Problem: Lines after the one containing "#[diesel(table_name = otp_records, primary_key(id))]" are to be omitted; print exactly each line from the start of the records up to and including it.

==*==

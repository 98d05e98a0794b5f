use diesel::{Identifiable, Insertable, Queryable, Selectable};
use std::time::SystemTime;
use uuid::Uuid;

use crate::otp::OtpPurpose;
use crate::schema::otp_records;

#[derive(Clone, Debug, PartialEq, Eq, Identifiable, Queryable, Selectable)]
#[diesel(table_name = otp_records, primary_key(id))]
#[diesel(check_for_backend(diesel::pg::Pg))]
pub struct OtpRecord {
    pub id: Uuid,
    pub identifier: String,
    pub purpose: OtpPurpose,
    pub code_hash: String,
    pub expires_at: SystemTime,
    pub attempts: i32,
    pub max_attempts: i32,
    pub used: bool,
    pub created_at: SystemTime,
}

impl OtpRecord {
    /// Unused and not yet past its expiry. Expiry is exclusive: a record is dead at
    /// exactly `expires_at`.
    pub fn is_live_at(&self, now: SystemTime) -> bool {
        !self.used && self.expires_at > now
    }

    pub fn is_locked(&self) -> bool {
        self.attempts >= self.max_attempts
    }
}

#[derive(Debug, Insertable)]
#[diesel(table_name = otp_records)]
#[diesel(check_for_backend(diesel::pg::Pg))]
pub struct NewOtpRecord<'a> {
    pub id: Uuid,
    pub identifier: &'a str,
    pub purpose: OtpPurpose,
    pub code_hash: &'a str,
    pub expires_at: SystemTime,
    pub attempts: i32,
    pub max_attempts: i32,
    pub used: bool,
    pub created_at: SystemTime,
}

impl From<&NewOtpRecord<'_>> for OtpRecord {
    fn from(new: &NewOtpRecord<'_>) -> Self {
        Self {
            id: new.id,
            identifier: new.identifier.to_owned(),
            purpose: new.purpose,
            code_hash: new.code_hash.to_owned(),
            expires_at: new.expires_at,
            attempts: new.attempts,
            max_attempts: new.max_attempts,
            used: new.used,
            created_at: new.created_at,
        }
    }
}
use async_trait::async_trait;
use lettre::message::header::ContentType;
use lettre::message::Mailbox;
use lettre::transport::smtp::authentication::Credentials;
use lettre::{AsyncSmtpTransport, AsyncTransport, Message, Tokio1Executor};

use crate::email::{EmailError, EmailMessage, SendEmail};

pub struct SmtpSender {
    transport: AsyncSmtpTransport<Tokio1Executor>,
}

impl SmtpSender {
    /// STARTTLS relay on the submission port with username/password auth.
    pub fn new(relay_address: &str, username: &str, password: &str) -> Result<Self, EmailError> {
        let transport = AsyncSmtpTransport::<Tokio1Executor>::starttls_relay(relay_address)
            .map_err(|e| EmailError::RelayConnectionFailed(e.to_string()))?
            .credentials(Credentials::new(
                String::from(username),
                String::from(password),
            ))
            .build();

        Ok(Self { transport })
    }
}

#[async_trait]
impl SendEmail for SmtpSender {
    async fn send<'a>(&self, message: EmailMessage<'a>) -> Result<(), EmailError> {
        let destination: Mailbox = message
            .destination
            .parse()
            .map_err(|_| EmailError::InvalidDestination)?;

        let content_type = if message.is_html {
            ContentType::TEXT_HTML
        } else {
            ContentType::TEXT_PLAIN
        };

        let email = Message::builder()
            .from(message.from)
            .reply_to(message.reply_to)
            .to(destination)
            .subject(message.subject)
            .header(content_type)
            .body(message.body)
            .map_err(EmailError::InvalidMessage)?;

        self.transport
            .send(email)
            .await
            .map_err(EmailError::FailedToSend)?;

        Ok(())
    }
}
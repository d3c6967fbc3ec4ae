//! Diagnostic logging.
//!
//! Events go to stderr through `tracing-subscriber`. The filter comes from
//! `QSSH_LOG` (same syntax as `RUST_LOG`) and defaults to warnings only, so a
//! normal run prints nothing extra around the ssh session.

use tracing_subscriber::EnvFilter;

/// Environment variable holding the log filter
pub const ENV_LOG: &str = "QSSH_LOG";

const DEFAULT_FILTER: &str = "qssh=warn";

/// Build the filter from `QSSH_LOG`, falling back to warnings only
pub fn create_env_filter() -> EnvFilter {
    EnvFilter::try_from_env(ENV_LOG).unwrap_or_else(|_| EnvFilter::new(DEFAULT_FILTER))
}

/// Install the global subscriber. Safe to call more than once.
pub fn init_logging() {
    let _ = tracing_subscriber::fmt()
        .with_env_filter(create_env_filter())
        .with_writer(std::io::stderr)
        .with_target(true)
        .without_time()
        .try_init();
}
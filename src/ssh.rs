//! Invocation of the system ssh client.
//!
//! qssh never talks SSH itself; it either hands the terminal to an `ssh`
//! child process or captures `ssh`'s usage text for `qssh -h`.

use anyhow::{Context, Result};
use std::ffi::{OsStr, OsString};
use std::process::{Command, Stdio};

/// The operations qssh needs from an ssh client
pub trait SshClient {
    /// Run ssh with `args` attached to the current terminal and wait for it.
    ///
    /// Returns the child's exit code, or `None` if it was killed by a signal.
    fn run(&self, args: &[OsString]) -> Result<Option<i32>>;

    /// The client's own usage text (what it prints when run without arguments).
    fn usage(&self) -> Result<String>;
}

/// An ssh client found on `PATH` (or any program standing in for it)
#[derive(Debug, Clone)]
pub struct SystemSsh {
    program: OsString,
}

impl SystemSsh {
    pub fn new(program: impl AsRef<OsStr>) -> Self {
        Self {
            program: program.as_ref().to_os_string(),
        }
    }
}

impl SshClient for SystemSsh {
    fn run(&self, args: &[OsString]) -> Result<Option<i32>> {
        tracing::debug!(program = ?self.program, ?args, "spawning ssh");

        let status = Command::new(&self.program)
            .args(args)
            .stdin(Stdio::inherit())
            .stdout(Stdio::inherit())
            .stderr(Stdio::inherit())
            .status()
            .with_context(|| format!("Failed to launch {}", self.program.to_string_lossy()))?;

        tracing::debug!(%status, "ssh exited");
        Ok(status.code())
    }

    fn usage(&self) -> Result<String> {
        // ssh prints usage on stderr and exits non-zero; the status is irrelevant
        let output = Command::new(&self.program)
            .stdin(Stdio::null())
            .output()
            .with_context(|| format!("Failed to run {}", self.program.to_string_lossy()))?;

        let mut text = String::from_utf8_lossy(&output.stdout).into_owned();
        text.push_str(&String::from_utf8_lossy(&output.stderr));
        Ok(text)
    }
}
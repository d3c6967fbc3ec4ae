pub mod commands;
pub mod logging;
pub mod paths;
pub mod picker;
pub mod profiles;
pub mod settings;
pub mod ssh;
pub mod ssh_config;
pub mod ui;

#[cfg(test)]
pub mod test_utils;
//! Runtime settings taken from the environment.
//!
//! qssh forwards its whole command line to ssh, so it cannot own any flags;
//! everything tunable lives in `QSSH_*` environment variables instead.

use anyhow::{Result, anyhow};
use std::ffi::OsString;

use crate::ui::ColorMode;

/// Program to run instead of `ssh`
pub const ENV_SSH_PROGRAM: &str = "QSSH_SSH_PROGRAM";
/// `ignore` or `propagate`
pub const ENV_EXIT_STATUS: &str = "QSSH_EXIT_STATUS";
/// `always`, `auto` or `never`
pub const ENV_COLOR: &str = "QSSH_COLOR";

/// What qssh's own exit code should be once ssh has finished
#[derive(Default, Debug, Clone, Copy, PartialEq, Eq)]
pub enum ExitPolicy {
    /// Always exit 0, whatever ssh did
    #[default]
    Ignore,
    /// Exit with ssh's exit code (1 if it could not run or was signalled)
    Propagate,
}

impl std::str::FromStr for ExitPolicy {
    type Err = String;

    fn from_str(s: &str) -> Result<Self, Self::Err> {
        match s.to_lowercase().as_str() {
            "ignore" => Ok(Self::Ignore),
            "propagate" => Ok(Self::Propagate),
            _ => Err(format!("invalid exit status policy: {}", s)),
        }
    }
}

impl ExitPolicy {
    /// Map ssh's exit code (`None` when it did not exit normally) to ours
    pub fn exit_code(self, child: Option<i32>) -> u8 {
        match self {
            Self::Ignore => 0,
            Self::Propagate => child.and_then(|code| u8::try_from(code).ok()).unwrap_or(1),
        }
    }
}

/// Resolved runtime settings
#[derive(Debug, Clone, PartialEq, Eq)]
pub struct Settings {
    pub ssh_program: OsString,
    pub exit_policy: ExitPolicy,
    pub color: ColorMode,
}

impl Default for Settings {
    fn default() -> Self {
        Self {
            ssh_program: OsString::from("ssh"),
            exit_policy: ExitPolicy::default(),
            color: ColorMode::default(),
        }
    }
}

impl Settings {
    /// Read settings from the process environment
    pub fn from_env() -> (Self, Vec<anyhow::Error>) {
        Self::from_lookup(|key| std::env::var_os(key))
    }

    /// Read settings through an arbitrary variable lookup.
    ///
    /// An invalid variable keeps its own default and is returned as a
    /// warning; the other variables still apply.
    pub fn from_lookup(lookup: impl Fn(&str) -> Option<OsString>) -> (Self, Vec<anyhow::Error>) {
        let mut settings = Self::default();
        let mut warnings = Vec::new();

        if let Some(program) = lookup(ENV_SSH_PROGRAM).filter(|p| !p.is_empty()) {
            settings.ssh_program = program;
        }

        if let Some(policy) = lookup(ENV_EXIT_STATUS) {
            match parse_var(ENV_EXIT_STATUS, policy) {
                Ok(policy) => settings.exit_policy = policy,
                Err(e) => warnings.push(e),
            }
        }

        if let Some(color) = lookup(ENV_COLOR) {
            match parse_var(ENV_COLOR, color) {
                Ok(color) => settings.color = color,
                Err(e) => warnings.push(e),
            }
        }

        (settings, warnings)
    }
}

fn parse_var<T>(key: &str, value: OsString) -> Result<T>
where
    T: std::str::FromStr<Err = String>,
{
    let value = value
        .into_string()
        .map_err(|v| anyhow!("{}: not valid UTF-8: {:?}", key, v))?;
    value.parse().map_err(|e| anyhow!("{}: {}", key, e))
}
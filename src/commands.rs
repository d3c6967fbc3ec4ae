//! Command dispatch for the CLI.
//!
//! qssh has no subcommands of its own. The raw argument list decides what
//! happens:
//! - no arguments: pick a profile interactively and connect to it
//! - `-h`: print ssh's own usage text
//! - a single profile name: connect to that profile
//! - anything else: hand the arguments to ssh unchanged
//!
//! [`plan`] makes that decision without side effects; [`dispatch`] carries it
//! out through the [`SshClient`] and [`Picker`] seams.

use anyhow::{Context, Result};
use std::ffi::OsString;

use crate::picker::Picker;
use crate::profiles::{Profile, find_profile, sort_by_name};
use crate::ssh::SshClient;
use crate::ui::Ui;

/// The flag that shows ssh's help instead of connecting
pub const HELP_FLAG: &str = "-h";

/// What a given command line asks for
#[derive(Debug, Clone, PartialEq, Eq)]
pub enum Action {
    /// Show the interactive picker
    Pick,
    /// Print ssh's usage text
    Help,
    /// Connect to the named profile
    Connect(String),
    /// Run ssh with these arguments as given
    PassThrough(Vec<OsString>),
}

/// How a run ended
#[derive(Debug, Clone, Copy, PartialEq, Eq)]
pub enum Outcome {
    /// Help text was printed
    Help,
    /// The picker was dismissed or had nothing to offer
    Cancelled,
    /// ssh ran; its exit code, `None` if it was killed by a signal
    Ran(Option<i32>),
}

impl Outcome {
    /// Exit code of the ssh child, for outcomes that did not run ssh a success
    pub fn child_code(self) -> Option<i32> {
        match self {
            Outcome::Ran(code) => code,
            Outcome::Help | Outcome::Cancelled => Some(0),
        }
    }
}

/// Decide what to do with `args` (program name excluded)
pub fn plan(args: &[OsString], profiles: &[Profile]) -> Action {
    match args {
        [] => Action::Pick,
        [only] => match only.to_str() {
            Some(HELP_FLAG) => Action::Help,
            Some(name) if find_profile(name, profiles).is_some() => {
                Action::Connect(name.to_string())
            }
            _ => Action::PassThrough(args.to_vec()),
        },
        _ => Action::PassThrough(args.to_vec()),
    }
}

/// Plan and execute one invocation
pub fn dispatch(
    args: &[OsString],
    mut profiles: Vec<Profile>,
    ssh: &dyn SshClient,
    picker: &dyn Picker,
    ui: &Ui,
) -> Result<Outcome> {
    let action = plan(args, &profiles);
    tracing::debug!(?action, "dispatching");

    match action {
        Action::Pick => {
            if profiles.is_empty() {
                ui.warn("No profiles found in your SSH config.");
                return Ok(Outcome::Cancelled);
            }

            sort_by_name(&mut profiles);
            match picker.pick(&profiles) {
                Some(profile) => connect(ssh, &profile.name),
                None => Ok(Outcome::Cancelled),
            }
        }
        Action::Help => {
            let usage = ssh.usage().context("Failed to read ssh usage")?;
            ui.println(usage);
            Ok(Outcome::Help)
        }
        Action::Connect(name) => connect(ssh, &name),
        Action::PassThrough(args) => ssh.run(&args).map(Outcome::Ran),
    }
}

fn connect(ssh: &dyn SshClient, name: &str) -> Result<Outcome> {
    ssh.run(&[OsString::from(name)])
        .with_context(|| format!("Failed to connect to '{}'", name))
        .map(Outcome::Ran)
}
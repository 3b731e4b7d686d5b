use std::sync::Arc;
use uuid::Uuid;

use crate::services::cache::GrantCache;
use crate::services::ServiceError;

/// Maximum mint attempts before giving up on a colliding share code.
const MAX_ISSUE_ATTEMPTS: usize = 4;

/// Issues and resolves durable share codes mapping to a bucket object path.
/// Codes outlive pairing sessions (48h by default) and are readable by
/// anyone who holds them.
#[derive(Clone)]
pub struct ShareService {
    cache: Arc<dyn GrantCache>,
}

impl ShareService {
    pub fn new(cache: Arc<dyn GrantCache>) -> Self {
        Self { cache }
    }

    /// Mint a share code for a content identifier. UUIDv4 entropy makes a
    /// collision negligible, but an existing code is never overwritten:
    /// mint again instead, up to a bounded number of attempts.
    pub async fn issue(&self, content_id: &str) -> Result<String, ServiceError> {
        for _ in 0..MAX_ISSUE_ATTEMPTS {
            let code = Uuid::new_v4().to_string();
            if self.cache.get_share(&code).await.is_some() {
                tracing::warn!("Share code collision, re-minting");
                continue;
            }
            self.cache.set_share(&code, content_id).await?;
            tracing::info!(content_id = %content_id, "Share link issued");
            return Ok(code);
        }
        Err(ServiceError::Internal(anyhow::anyhow!(
            "could not mint a unique share code after {} attempts",
            MAX_ISSUE_ATTEMPTS
        )))
    }

    /// Resolve a code to its content identifier. Expired and never-issued
    /// are the same `None`.
    pub async fn resolve(&self, code: &str) -> Option<String> {
        self.cache.get_share(code).await
    }
}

==*==

Written answer:
repository 98d05e98a0794b5f
use diesel::{Identifiable, Insertable, Queryable, Selectable};
use std::time::SystemTime;
use uuid::Uuid;

use crate::otp::OtpPurpose;
use crate::schema::otp_records;

#[derive(Clone, Debug, PartialEq, Eq, Identifiable, Queryable, Selectable)]
#[diesel(table_name = otp_records, primary_key(id))]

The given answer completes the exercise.